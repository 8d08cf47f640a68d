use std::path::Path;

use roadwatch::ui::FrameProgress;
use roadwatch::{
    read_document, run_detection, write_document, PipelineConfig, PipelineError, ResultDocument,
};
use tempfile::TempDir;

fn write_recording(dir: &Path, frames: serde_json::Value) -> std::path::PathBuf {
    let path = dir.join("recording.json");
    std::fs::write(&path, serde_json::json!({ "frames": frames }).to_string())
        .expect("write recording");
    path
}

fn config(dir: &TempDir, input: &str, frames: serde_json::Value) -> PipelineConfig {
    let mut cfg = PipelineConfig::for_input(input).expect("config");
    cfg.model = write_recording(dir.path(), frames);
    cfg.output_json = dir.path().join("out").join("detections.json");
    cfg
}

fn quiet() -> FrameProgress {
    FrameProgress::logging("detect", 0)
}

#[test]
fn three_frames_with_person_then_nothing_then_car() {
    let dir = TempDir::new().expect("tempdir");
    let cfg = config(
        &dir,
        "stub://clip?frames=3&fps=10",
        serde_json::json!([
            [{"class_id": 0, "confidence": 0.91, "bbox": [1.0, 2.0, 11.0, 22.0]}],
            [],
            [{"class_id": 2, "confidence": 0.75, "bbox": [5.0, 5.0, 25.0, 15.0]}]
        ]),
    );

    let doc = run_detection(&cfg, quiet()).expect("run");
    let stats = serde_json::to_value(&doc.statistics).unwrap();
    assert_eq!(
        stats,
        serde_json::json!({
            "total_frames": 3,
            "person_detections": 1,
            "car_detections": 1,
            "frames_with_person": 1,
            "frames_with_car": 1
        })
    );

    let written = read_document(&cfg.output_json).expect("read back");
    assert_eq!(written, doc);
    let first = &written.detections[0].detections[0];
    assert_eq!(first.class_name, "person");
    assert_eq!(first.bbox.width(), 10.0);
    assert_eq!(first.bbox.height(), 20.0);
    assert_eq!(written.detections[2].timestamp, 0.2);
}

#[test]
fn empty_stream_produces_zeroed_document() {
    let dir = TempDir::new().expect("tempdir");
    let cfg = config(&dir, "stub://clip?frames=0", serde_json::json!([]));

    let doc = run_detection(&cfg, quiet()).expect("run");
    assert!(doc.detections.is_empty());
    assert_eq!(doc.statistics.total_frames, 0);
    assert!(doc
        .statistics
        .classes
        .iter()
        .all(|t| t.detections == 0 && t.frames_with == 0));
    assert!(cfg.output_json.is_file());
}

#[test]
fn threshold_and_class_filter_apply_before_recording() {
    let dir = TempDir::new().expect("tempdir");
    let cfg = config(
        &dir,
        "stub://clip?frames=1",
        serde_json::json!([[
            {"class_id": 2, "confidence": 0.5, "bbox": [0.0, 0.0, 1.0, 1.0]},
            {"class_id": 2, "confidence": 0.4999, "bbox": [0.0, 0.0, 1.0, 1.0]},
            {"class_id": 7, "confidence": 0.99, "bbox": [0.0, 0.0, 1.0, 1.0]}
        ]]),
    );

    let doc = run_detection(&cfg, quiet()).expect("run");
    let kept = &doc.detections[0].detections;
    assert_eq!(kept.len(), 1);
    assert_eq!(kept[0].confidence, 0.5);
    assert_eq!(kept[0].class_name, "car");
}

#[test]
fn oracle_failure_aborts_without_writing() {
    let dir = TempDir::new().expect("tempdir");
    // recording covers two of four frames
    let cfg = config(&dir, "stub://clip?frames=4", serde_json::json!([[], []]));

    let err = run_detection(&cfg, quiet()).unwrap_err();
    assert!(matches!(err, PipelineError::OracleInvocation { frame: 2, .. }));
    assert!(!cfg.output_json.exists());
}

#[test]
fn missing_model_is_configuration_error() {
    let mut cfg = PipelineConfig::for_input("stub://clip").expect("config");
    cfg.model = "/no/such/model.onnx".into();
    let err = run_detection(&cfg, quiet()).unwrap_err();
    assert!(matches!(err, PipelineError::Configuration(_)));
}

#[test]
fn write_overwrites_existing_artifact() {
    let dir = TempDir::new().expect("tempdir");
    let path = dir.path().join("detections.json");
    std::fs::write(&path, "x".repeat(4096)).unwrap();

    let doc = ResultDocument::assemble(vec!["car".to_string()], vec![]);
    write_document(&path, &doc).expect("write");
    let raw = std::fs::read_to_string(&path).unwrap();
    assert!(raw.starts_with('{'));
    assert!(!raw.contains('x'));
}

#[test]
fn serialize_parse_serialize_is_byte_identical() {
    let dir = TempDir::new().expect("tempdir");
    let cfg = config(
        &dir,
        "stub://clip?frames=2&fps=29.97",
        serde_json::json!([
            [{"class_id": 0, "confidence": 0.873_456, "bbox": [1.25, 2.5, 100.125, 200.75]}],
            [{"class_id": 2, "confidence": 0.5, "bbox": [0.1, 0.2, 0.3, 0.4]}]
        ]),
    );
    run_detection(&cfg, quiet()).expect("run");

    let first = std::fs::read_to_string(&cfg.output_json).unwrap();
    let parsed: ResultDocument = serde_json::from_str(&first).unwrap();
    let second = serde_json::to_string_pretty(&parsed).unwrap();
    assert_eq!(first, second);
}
————
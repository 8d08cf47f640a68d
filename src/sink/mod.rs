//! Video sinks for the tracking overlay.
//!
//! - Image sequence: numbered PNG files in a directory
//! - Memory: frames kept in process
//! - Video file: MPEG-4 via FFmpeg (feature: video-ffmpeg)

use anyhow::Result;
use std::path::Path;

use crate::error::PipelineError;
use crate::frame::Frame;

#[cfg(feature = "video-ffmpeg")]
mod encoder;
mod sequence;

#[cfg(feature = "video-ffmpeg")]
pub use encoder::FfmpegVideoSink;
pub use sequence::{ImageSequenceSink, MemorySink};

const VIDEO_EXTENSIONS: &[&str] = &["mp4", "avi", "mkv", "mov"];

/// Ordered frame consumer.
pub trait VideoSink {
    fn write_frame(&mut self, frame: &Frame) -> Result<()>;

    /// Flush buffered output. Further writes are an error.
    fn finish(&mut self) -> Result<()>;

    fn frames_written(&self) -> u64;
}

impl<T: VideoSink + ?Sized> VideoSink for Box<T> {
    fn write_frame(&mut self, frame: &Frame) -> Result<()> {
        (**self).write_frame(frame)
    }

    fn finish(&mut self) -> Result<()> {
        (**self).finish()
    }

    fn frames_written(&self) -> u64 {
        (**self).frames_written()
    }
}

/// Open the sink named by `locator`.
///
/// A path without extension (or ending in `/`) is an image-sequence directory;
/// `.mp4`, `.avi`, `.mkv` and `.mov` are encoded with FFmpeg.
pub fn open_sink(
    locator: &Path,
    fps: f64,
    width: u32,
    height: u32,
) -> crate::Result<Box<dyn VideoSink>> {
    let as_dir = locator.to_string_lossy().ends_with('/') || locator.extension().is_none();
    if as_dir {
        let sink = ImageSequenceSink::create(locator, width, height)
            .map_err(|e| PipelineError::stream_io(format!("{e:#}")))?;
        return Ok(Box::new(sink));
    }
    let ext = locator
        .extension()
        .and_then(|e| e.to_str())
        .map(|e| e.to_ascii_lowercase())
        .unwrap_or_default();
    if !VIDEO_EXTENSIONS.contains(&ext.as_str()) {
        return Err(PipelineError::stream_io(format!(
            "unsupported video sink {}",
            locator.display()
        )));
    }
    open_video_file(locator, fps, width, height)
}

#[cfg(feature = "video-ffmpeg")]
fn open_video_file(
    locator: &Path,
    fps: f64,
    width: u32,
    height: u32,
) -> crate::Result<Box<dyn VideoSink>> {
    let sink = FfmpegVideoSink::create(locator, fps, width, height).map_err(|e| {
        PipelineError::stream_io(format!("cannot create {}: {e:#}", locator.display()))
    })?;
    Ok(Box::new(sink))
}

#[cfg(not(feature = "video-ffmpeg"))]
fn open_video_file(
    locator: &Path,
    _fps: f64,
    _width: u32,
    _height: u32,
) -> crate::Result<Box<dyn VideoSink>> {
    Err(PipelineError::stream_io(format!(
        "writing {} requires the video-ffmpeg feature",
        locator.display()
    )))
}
————
_Required action_.
Copy out, from the listing above, every line that contains the word "roadwatch".

_Response to the exercise_.
use roadwatch::ui::FrameProgress;
use roadwatch::{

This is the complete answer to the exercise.